#### Exercise brief
Which lines in the records below contain the word "deployment"? Return each of them.

#### Entries shown
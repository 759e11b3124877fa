//! The `Kafka` custom resource and the broker cluster sub-tree of its spec.

use std::collections::BTreeMap;

use k8s_openapi::api::core::v1::ResourceRequirements;
use kube::CustomResource;
use schemars::JsonSchema;
use serde::{Deserialize, Serialize};

use crate::{
    common::{CertSecretSource, JvmOptions, Logging, MetricsConfig, Probe},
    components::{CertificateAuthority, CruiseControlSpec, KafkaExporterSpec},
    entity_operator::EntityOperatorSpec,
    listener::GenericKafkaListener,
    storage::KafkaStorage,
    zookeeper::ZookeeperClusterSpec,
};

/// A `Kafka` resource describes a Kafka cluster deployment managed by the
/// Strimzi cluster operator: the broker configuration, the listeners
/// exposing it, and the supporting components deployed next to it.
#[derive(CustomResource, Serialize, Deserialize, Clone, Debug, PartialEq, JsonSchema)]
#[kube(
    group = "kafka.strimzi.io",
    version = "v1beta2",
    kind = "Kafka",
    plural = "kafkas",
    shortname = "k",
    namespaced,
    derive = "PartialEq"
)]
#[serde(rename_all = "camelCase")]
pub struct KafkaSpec {
    /// Configuration of the Kafka cluster.
    pub kafka: KafkaClusterSpec,

    /// Configuration of the ZooKeeper cluster. Required for ZooKeeper-based
    /// clusters, unused in KRaft mode.
    #[serde(default, skip_serializing_if = "Option::is_none")]
    pub zookeeper: Option<ZookeeperClusterSpec>,

    /// Configuration of the Entity Operator.
    #[serde(default, skip_serializing_if = "Option::is_none")]
    pub entity_operator: Option<EntityOperatorSpec>,

    /// Configuration for Cruise Control deployment.
    #[serde(default, skip_serializing_if = "Option::is_none")]
    pub cruise_control: Option<CruiseControlSpec>,

    /// Configuration of the Kafka Exporter. When specified, the Kafka
    /// Exporter is deployed to extract additional consumer lag metrics.
    #[serde(default, skip_serializing_if = "Option::is_none")]
    pub kafka_exporter: Option<KafkaExporterSpec>,

    /// Configuration of the cluster certificate authority.
    #[serde(default, skip_serializing_if = "Option::is_none")]
    pub cluster_ca: Option<CertificateAuthority>,

    /// Configuration of the clients certificate authority.
    #[serde(default, skip_serializing_if = "Option::is_none")]
    pub clients_ca: Option<CertificateAuthority>,

    /// A list of time windows for maintenance tasks such as certificates
    /// renewal. Each time window is defined by a cron expression.
    #[serde(default, skip_serializing_if = "Option::is_none")]
    pub maintenance_time_windows: Option<Vec<String>>,
}

/// Configuration of the Kafka broker cluster.
#[derive(Serialize, Deserialize, Clone, Debug, PartialEq, JsonSchema)]
#[serde(rename_all = "camelCase")]
pub struct KafkaClusterSpec {
    /// The Kafka broker version. Defaults to the latest version supported by
    /// the cluster operator.
    #[serde(default, skip_serializing_if = "Option::is_none")]
    pub version: Option<String>,

    /// Added to the brokers' `metadata.version` configuration and used in
    /// KRaft mode. Defaults to the metadata version of the selected Kafka
    /// version.
    #[serde(default, skip_serializing_if = "Option::is_none")]
    pub metadata_version: Option<String>,

    /// The number of pods in the cluster. Required when node pools are not
    /// used.
    #[serde(default, skip_serializing_if = "Option::is_none")]
    #[schemars(range(min = 1))]
    pub replicas: Option<i32>,

    /// The container image used for Kafka pods. Overriding this value is
    /// only recommended in special situations such as air-gapped
    /// environments.
    #[serde(default, skip_serializing_if = "Option::is_none")]
    pub image: Option<String>,

    /// Configures listeners to provide access to Kafka brokers.
    #[schemars(length(min = 1))]
    pub listeners: Vec<GenericKafkaListener>,

    /// Kafka broker config properties with the following prefixes cannot be
    /// set: listeners, advertised., broker., listener., host.name, port,
    /// inter.broker.listener.name, sasl., ssl., security.,
    /// password., log.dir, zookeeper.connect, zookeeper.set.acl,
    /// authorizer., super.user (with the exception of a curated list of
    /// ssl and cruise control properties).
    #[serde(default, skip_serializing_if = "Option::is_none")]
    pub config: Option<BTreeMap<String, serde_json::Value>>,

    /// Storage configuration (disk). Cannot be updated. Required when node
    /// pools are not used.
    #[serde(default, skip_serializing_if = "Option::is_none")]
    pub storage: Option<KafkaStorage>,

    /// Authorization configuration for Kafka brokers.
    #[serde(default, skip_serializing_if = "Option::is_none")]
    pub authorization: Option<KafkaAuthorization>,

    /// Configuration of the broker rack awareness.
    #[serde(default, skip_serializing_if = "Option::is_none")]
    pub rack: Option<Rack>,

    /// The image of the init container used for initializing the
    /// `broker.rack`.
    #[serde(default, skip_serializing_if = "Option::is_none")]
    pub broker_rack_init_image: Option<String>,

    /// CPU and memory resources to reserve.
    #[serde(default, skip_serializing_if = "Option::is_none")]
    pub resources: Option<ResourceRequirements>,

    /// JVM Options for pods.
    #[serde(default, skip_serializing_if = "Option::is_none")]
    pub jvm_options: Option<JvmOptions>,

    /// Metrics configuration.
    #[serde(default, skip_serializing_if = "Option::is_none")]
    pub metrics_config: Option<MetricsConfig>,

    /// Logging configuration for Kafka.
    #[serde(default, skip_serializing_if = "Option::is_none")]
    pub logging: Option<Logging>,

    /// Pod readiness checking.
    #[serde(default, skip_serializing_if = "Option::is_none")]
    pub readiness_probe: Option<Probe>,

    /// Pod liveness checking.
    #[serde(default, skip_serializing_if = "Option::is_none")]
    pub liveness_probe: Option<Probe>,
}

/// Authorization configuration for Kafka brokers.
#[derive(Serialize, Deserialize, Clone, Debug, PartialEq, JsonSchema)]
#[serde(tag = "type")]
pub enum KafkaAuthorization {
    /// Simple authorization backed by the `StandardAuthorizer` built into
    /// Kafka.
    #[serde(rename = "simple", rename_all = "camelCase")]
    Simple {
        /// List of super users, who are able to perform all operations
        /// regardless of any configured ACLs.
        #[serde(default, skip_serializing_if = "Option::is_none")]
        super_users: Option<Vec<String>>,
    },

    /// Authorization delegated to an Open Policy Agent server.
    #[serde(rename = "opa", rename_all = "camelCase")]
    Opa {
        /// The URL used to connect to the Open Policy Agent server. The URL
        /// has to include the policy which will be queried by the
        /// authorizer. This is a required option.
        url: String,

        /// Defines whether a Kafka client should be allowed or denied by
        /// default when the authorizer fails to query the Open Policy Agent.
        /// Defaults to false.
        #[serde(default, skip_serializing_if = "Option::is_none")]
        allow_on_error: Option<bool>,

        /// Initial capacity of the local cache used by the authorizer to
        /// avoid querying the Open Policy Agent for every request. Defaults
        /// to 5000.
        #[serde(default, skip_serializing_if = "Option::is_none")]
        initial_cache_capacity: Option<i32>,

        /// Maximum capacity of the local cache used by the authorizer.
        /// Defaults to 50000.
        #[serde(default, skip_serializing_if = "Option::is_none")]
        maximum_cache_size: Option<i32>,

        /// The expiration of the records kept in the local cache to avoid
        /// querying the Open Policy Agent for every request. Defines how
        /// often the cached authorization decisions are reloaded from the
        /// Open Policy Agent server. In milliseconds. Defaults to 3600000.
        #[serde(default, skip_serializing_if = "Option::is_none")]
        expire_after_ms: Option<i64>,

        /// List of super users, who are able to perform all operations
        /// regardless of any configured ACLs.
        #[serde(default, skip_serializing_if = "Option::is_none")]
        super_users: Option<Vec<String>>,
    },

    /// Authorization backed by Keycloak Authorization Services.
    #[serde(rename = "keycloak", rename_all = "camelCase")]
    Keycloak {
        /// OAuth Client ID which the Kafka client can use to authenticate
        /// against the OAuth server.
        #[serde(default, skip_serializing_if = "Option::is_none")]
        client_id: Option<String>,

        /// Authorization server token endpoint URI.
        #[serde(default, skip_serializing_if = "Option::is_none")]
        token_endpoint_uri: Option<String>,

        /// Whether authorization decision should be delegated to the
        /// 'Simple' authorizer if DENIED by Keycloak Authorization Services
        /// policies. Default value is false.
        #[serde(default, skip_serializing_if = "Option::is_none")]
        delegate_to_kafka_acls: Option<bool>,

        /// Trusted certificates for TLS connection to the OAuth server.
        #[serde(default, skip_serializing_if = "Option::is_none")]
        tls_trusted_certificates: Option<Vec<CertSecretSource>>,

        /// List of super users, who are able to perform all operations
        /// regardless of any configured ACLs.
        #[serde(default, skip_serializing_if = "Option::is_none")]
        super_users: Option<Vec<String>>,
    },

    /// Authorization implemented by a user-provided authorizer class.
    #[serde(rename = "custom", rename_all = "camelCase")]
    Custom {
        /// Authorization implementation class, which must be available in
        /// classpath.
        authorizer_class: String,

        /// Whether the custom authorizer supports the APIs for managing
        /// ACLs using the Kafka Admin API. Defaults to false.
        #[serde(default, skip_serializing_if = "Option::is_none")]
        supports_admin_api: Option<bool>,

        /// List of super users, who are able to perform all operations
        /// regardless of any configured ACLs.
        #[serde(default, skip_serializing_if = "Option::is_none")]
        super_users: Option<Vec<String>>,
    },
}

/// Configuration of the broker rack awareness.
#[derive(Serialize, Deserialize, Clone, Debug, PartialEq, JsonSchema)]
#[serde(rename_all = "camelCase")]
pub struct Rack {
    /// A key that matches labels assigned to the Kubernetes cluster nodes.
    /// The value of the label is used to set a broker's `broker.rack` config.
    pub topology_key: String,
}

#[cfg(test)]
mod test {
    use crate::{
        kafka::{Kafka, KafkaAuthorization, KafkaClusterSpec, KafkaSpec},
        listener::KafkaListenerType,
        storage::{KafkaStorage, PersistentClaimStorage, SingleVolumeStorage},
    };

    #[test]
    fn deserializes_a_full_cluster_definition() {
        let input = r#"
        apiVersion: kafka.strimzi.io/v1beta2
        kind: Kafka
        metadata:
          name: my-cluster
          namespace: kafka
        spec:
          kafka:
            version: 3.7.0
            replicas: 3
            listeners:
              - name: plain
                port: 9092
                type: internal
                tls: false
              - name: tls
                port: 9093
                type: internal
                tls: true
                authentication:
                  type: tls
            config:
              offsets.topic.replication.factor: 3
              default.replication.factor: 3
              min.insync.replicas: 2
            storage:
              type: jbod
              volumes:
                - type: persistent-claim
                  id: 0
                  size: 100Gi
                  deleteClaim: false
            authorization:
              type: simple
              superUsers:
                - CN=admin
          zookeeper:
            replicas: 3
            storage:
              type: persistent-claim
              size: 10Gi
          entityOperator:
            topicOperator: {}
            userOperator: {}
        "#;
        let kafka: Kafka = serde_yaml::from_str(input).unwrap();

        let cluster = &kafka.spec.kafka;
        assert_eq!(cluster.version.as_deref(), Some("3.7.0"));
        assert_eq!(cluster.replicas, Some(3));
        assert_eq!(cluster.listeners.len(), 2);
        assert_eq!(&*cluster.listeners[0].name, "plain");
        assert_eq!(cluster.listeners[1].listener_type, KafkaListenerType::Internal);
        assert!(cluster.listeners[1].tls);
        assert_eq!(
            cluster.authorization,
            Some(KafkaAuthorization::Simple {
                super_users: Some(vec!["CN=admin".to_string()]),
            })
        );
        assert!(matches!(
            cluster.storage,
            Some(KafkaStorage::Jbod(_))
        ));

        let zookeeper = kafka.spec.zookeeper.as_ref().unwrap();
        assert_eq!(zookeeper.replicas, 3);
        assert_eq!(
            zookeeper.storage,
            SingleVolumeStorage::PersistentClaim(PersistentClaimStorage {
                size: "10Gi".to_string(),
                class: None,
                selector: None,
                delete_claim: None,
                overrides: None,
                id: None,
            })
        );

        let entity_operator = kafka.spec.entity_operator.as_ref().unwrap();
        assert!(entity_operator.topic_operator.is_some());
        assert!(entity_operator.user_operator.is_some());
        assert!(entity_operator.tls_sidecar.is_none());
    }

    #[test]
    fn spec_requires_the_kafka_block() {
        let input = r#"
        zookeeper:
          replicas: 3
          storage:
            type: ephemeral
        "#;
        serde_yaml::from_str::<KafkaSpec>(input)
            .expect_err("a spec without the kafka block should be rejected");
    }

    #[test]
    fn rejects_invalid_listener_names_during_deserialization() {
        let input = r#"
        listeners:
          - name: external-tls
            port: 9094
            type: nodeport
            tls: true
        "#;
        serde_yaml::from_str::<KafkaClusterSpec>(input)
            .expect_err("listener names with dashes should be rejected");
    }

    #[test]
    fn generates_the_crd_for_the_expected_group_and_version() {
        use kube::CustomResourceExt;

        let crd = Kafka::crd();
        assert_eq!(crd.spec.group, "kafka.strimzi.io");
        assert_eq!(crd.spec.names.kind, "Kafka");
        assert_eq!(crd.spec.versions.len(), 1);
        assert_eq!(crd.spec.versions[0].name, "v1beta2");
    }
}
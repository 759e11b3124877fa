//! Read-only manifest data sources.
//!
//! Each data source accepts user configuration for one custom resource kind
//! and produces the equivalent Kubernetes manifest as a YAML string, plus a
//! stable id derived from the resource coordinates. Rendering is a single
//! synchronous transformation with no side effects.

use snafu::Snafu;

pub mod kafka;

/// Type names of all manifest data sources compiled into this binary.
pub const TYPE_NAMES: &[&str] = &[kafka::TYPE_NAME];

#[derive(Debug, Snafu)]
pub enum RenderError {
    #[snafu(display("failed to marshal resource to YAML"))]
    MarshalYaml { source: serde_yaml::Error },
}

/// A rendered manifest: the computed id and the YAML document.
#[derive(Debug, Clone, PartialEq)]
pub struct RenderedManifest {
    /// `<name>/<namespace>` of the described resource.
    pub id: String,

    /// The manifest serialized as YAML.
    pub yaml: String,
}
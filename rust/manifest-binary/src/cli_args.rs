use std::path::PathBuf;

use clap::{Parser, Subcommand};

use crate::datasource;

#[derive(Parser, Debug)]
#[command(version, about)]
pub struct Cli {
    #[command(subcommand)]
    pub command: Command,
}

#[derive(Subcommand, Debug)]
pub enum Command {
    /// Render a Kubernetes manifest from a configuration file
    Render(RenderArguments),

    /// Print the CustomResourceDefinition matching the generated manifests
    Crd,
}

#[derive(Parser, Debug)]
pub struct RenderArguments {
    /// Path of the YAML configuration describing the manifest
    #[arg(long)]
    pub config: PathBuf,

    /// Write the manifest to this path instead of standard output
    #[arg(long)]
    pub out: Option<PathBuf>,

    /// Type name of the data source to render with
    #[arg(long, default_value = datasource::kafka::TYPE_NAME)]
    pub source: String,
}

#### Task response
/// A `Kafka` resource describes a Kafka cluster deployment managed by the
    /// Configuration for Cruise Control deployment.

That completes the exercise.